According to the amendments now prepared by the Ministry of Finance as part of the budget package, the abolition of the CGT should become smooth so that the regions that still benefited from this regime would not be immediately deprived of their usual revenues. As Finance Minister Anton Siluanov explained yesterday in the Federation Council, the transition period will last for several years. In 2023, it is planned to consolidate at the federal level 80% of income tax revenues from former CGT participants in order to distribute them among the same regions according to the standards, taking into account actual revenues in previous years. In 2024, we will talk about 60%, in 2025 – 40%. However, the minister added, the Ministry of Finance is ready to continue discussing the compensating mechanism with the regions before the second reading of the budget package.

Such a discussion, apparently, is ahead of the Ministry of Finance: the hearings showed that many regions are in the mood for a discussion.
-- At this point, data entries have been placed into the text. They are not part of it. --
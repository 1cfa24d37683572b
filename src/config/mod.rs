use crate::constants::{env_vars, storage};
use crate::error::AppError;
use crate::roster::{RosterRules, RosterRulesTable};
use serde::{Deserialize, Serialize};
use std::collections::BTreeMap;
use std::path::{Path, PathBuf};
use tokio::fs;
use tokio::io::AsyncWriteExt;

pub mod paths;
pub mod validation;

use paths::{get_config_path, get_default_data_dir, get_log_dir_path};
use validation::validate_config;

/// Configuration structure for the application.
/// Handles loading, saving, and managing application settings.
#[derive(Debug, Serialize, Deserialize, Clone, PartialEq)]
pub struct Config {
    /// Directory for games, teams and the recovery slot. Defaults to the
    /// platform data directory when not specified.
    #[serde(default, skip_serializing_if = "Option::is_none")]
    pub data_dir: Option<String>,
    /// Path to the log file. If not specified, logs will be written to a default location.
    #[serde(default, skip_serializing_if = "Option::is_none")]
    pub log_file_path: Option<String>,
    /// Whether an in-progress game is written to the recovery slot after each change.
    #[serde(default = "default_autosave")]
    pub autosave: bool,
    /// Per-championship roster rules, keyed by championship name, applied over
    /// the built-in table.
    #[serde(default, skip_serializing_if = "BTreeMap::is_empty")]
    pub roster_rules: BTreeMap<String, RosterRules>,
}

fn default_autosave() -> bool {
    true
}

impl Default for Config {
    fn default() -> Self {
        Config {
            data_dir: None,
            log_file_path: None,
            autosave: default_autosave(),
            roster_rules: BTreeMap::new(),
        }
    }
}

/// Accepts "true"/"false"/"1"/"0" in any case.
fn parse_flag(value: &str) -> Option<bool> {
    match value.trim().to_ascii_lowercase().as_str() {
        "true" | "1" => Some(true),
        "false" | "0" => Some(false),
        _ => None,
    }
}

impl Config {
    /// Loads configuration from the default config file location.
    /// A missing file yields the defaults; nothing is written.
    /// Environment variables can override config file values.
    ///
    /// # Environment Variables
    /// - `RINK_TRACKER_DATA_DIR` - Override data directory
    /// - `RINK_TRACKER_LOG_FILE` - Override log file path
    /// - `RINK_TRACKER_AUTOSAVE` - Override autosave ("true"/"false"/"1"/"0")
    ///
    /// # Returns
    /// * `Ok(Config)` - Successfully loaded configuration
    /// * `Err(AppError)` - Unreadable or invalid configuration
    pub async fn load() -> Result<Self, AppError> {
        let config_path = get_config_path();

        let mut config = if Path::new(&config_path).exists() {
            Config::load_from_path(&config_path).await?
        } else {
            Config::default()
        };

        config.apply_env_overrides();
        config.validate()?;

        Ok(config)
    }

    /// Overrides values with the environment variables that are set.
    /// An unparseable autosave value is ignored.
    pub fn apply_env_overrides(&mut self) {
        if let Ok(data_dir) = std::env::var(env_vars::DATA_DIR) {
            self.data_dir = Some(data_dir);
        }

        if let Ok(log_file_path) = std::env::var(env_vars::LOG_FILE) {
            self.log_file_path = Some(log_file_path);
        }

        if let Some(autosave) = std::env::var(env_vars::AUTOSAVE)
            .ok()
            .and_then(|s| parse_flag(&s))
        {
            self.autosave = autosave;
        }
    }

    /// Validates the configuration settings
    pub fn validate(&self) -> Result<(), AppError> {
        validate_config(&self.data_dir, &self.log_file_path, &self.roster_rules)
    }

    /// Built-in roster rules with this configuration's overrides applied.
    pub fn rules_table(&self) -> Result<RosterRulesTable, AppError> {
        Ok(RosterRulesTable::with_overrides(&self.roster_rules)?)
    }

    /// Directory holding all stored data.
    pub fn data_dir_path(&self) -> PathBuf {
        self.data_dir
            .as_ref()
            .map(PathBuf::from)
            .unwrap_or_else(get_default_data_dir)
    }

    pub fn games_dir(&self) -> PathBuf {
        self.data_dir_path().join(storage::GAMES_DIR)
    }

    pub fn teams_file(&self) -> PathBuf {
        self.data_dir_path().join(storage::TEAMS_FILE)
    }

    /// Saves current configuration to the default config file location.
    pub async fn save(&self) -> Result<(), AppError> {
        let config_path = get_config_path();
        self.save_to_path(&config_path).await
    }

    /// Returns the platform-specific path for the config file.
    pub fn get_config_path() -> String {
        paths::get_config_path()
    }

    /// Returns the platform-specific path for the log directory.
    pub fn get_log_dir_path() -> String {
        paths::get_log_dir_path()
    }

    /// Displays current configuration settings to stdout.
    ///
    /// # Notes
    /// - Shows config file location and current settings
    /// - Handles case when no config file exists
    pub async fn display() -> Result<(), AppError> {
        let config_path = get_config_path();
        let log_dir = get_log_dir_path();

        if !Path::new(&config_path).exists() {
            println!("\nNo configuration file found at:");
            println!("{config_path}");
            println!("(Defaults are in use)");
        }

        let config = Config::load().await?;
        println!("\nCurrent Configuration");
        println!("────────────────────────────────────");
        println!("Config Location:");
        println!("{config_path}");
        println!("────────────────────────────────────");
        println!("Data Directory:");
        println!("{}", config.data_dir_path().display());
        if config.data_dir.is_none() {
            println!("(Default location)");
        }
        println!("────────────────────────────────────");
        println!("Autosave:");
        println!("{}", if config.autosave { "enabled" } else { "disabled" });
        println!("────────────────────────────────────");
        println!("Log File Location:");
        if let Some(custom_path) = &config.log_file_path {
            println!("{custom_path}");
        } else {
            println!("{log_dir}/{}", storage::LOG_FILE_NAME);
            println!("(Default location)");
        }
        if !config.roster_rules.is_empty() {
            println!("────────────────────────────────────");
            println!("Roster Rule Overrides:");
            for (name, rules) in &config.roster_rules {
                println!(
                    "{name}: {}-{} skaters, {} goalies",
                    rules.min_skaters, rules.max_skaters, rules.goalies
                );
            }
        }

        Ok(())
    }

    /// Saves configuration to a custom file path.
    ///
    /// Creates the parent directory if it doesn't exist.
    ///
    /// # Errors
    /// * `AppError::Config` - If the provided path has no parent directory
    /// * `AppError::Io` - If there's an I/O error creating directories or writing the file
    /// * `AppError::TomlSerialize` - If there's an error serializing the configuration
    pub async fn save_to_path(&self, path: &str) -> Result<(), AppError> {
        let config_dir = Path::new(path).parent().ok_or_else(|| {
            AppError::config_error(format!("Path '{path}' has no parent directory"))
        })?;

        if !config_dir.exists() {
            fs::create_dir_all(config_dir).await?;
        }
        let content = toml::to_string_pretty(self)?;
        let mut file = fs::File::create(path).await?;
        file.write_all(content.as_bytes()).await?;
        file.flush().await?;
        Ok(())
    }

    /// Loads configuration from a custom file path without environment overrides.
    pub async fn load_from_path(path: &str) -> Result<Self, AppError> {
        let content = fs::read_to_string(path).await?;
        let config: Config = toml::from_str(&content)?;
        Ok(config)
    }
}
Thus, the governor of St. Petersburg, Alexander Beglov, complained that such a phased abolition of the CGT would lead to a loss of 450 billion rubles from the city budget. in three years. He proposed to refine the transition mechanism. The governor of Karelia, Artur Parfenchikov, on the other hand, said that he had always advocated that the institute of CGP be abolished “in the same way as it was introduced – immediately.” According to him, during the transition period, the region will continue to lose revenues. Since 2012, Karelia has lost 40 billion rubles due to the CGT, during the transition period it will miss another 13 billion rubles. (Anton Siluanov, however, did not agree with these assessments, assuring that there would be “not a minus, but a plus”). “If there is a transitional period, there should be a system that would exclude harm to the budgetary and financial situation in the region,” the governor said.

It should be noted that if the Federation Council promised to listen to the voice of the regions, then the proposals of big business in terms of the CGT were actually rejected. The head of the Russian Union of Industrialists and Entrepreneurs, Alexander Shokhin, proposed “not to stop the CT regime for the time being,” taking into account the complex transitional mechanism, “the effectiveness of which is not obvious,” but to modify it. Thus, the holdings, judging by his words, are ready to limit the offset of losses within the CGT. It was this opportunity that was named as one of the reasons for the decrease in income tax revenues to regional budgets. In response, the speaker of the Federation Council, Valentina Matviyenko, stated that “there will be no return of the CGT”, since the institution “did not justify itself”, thus confirming the government’s position on this issue.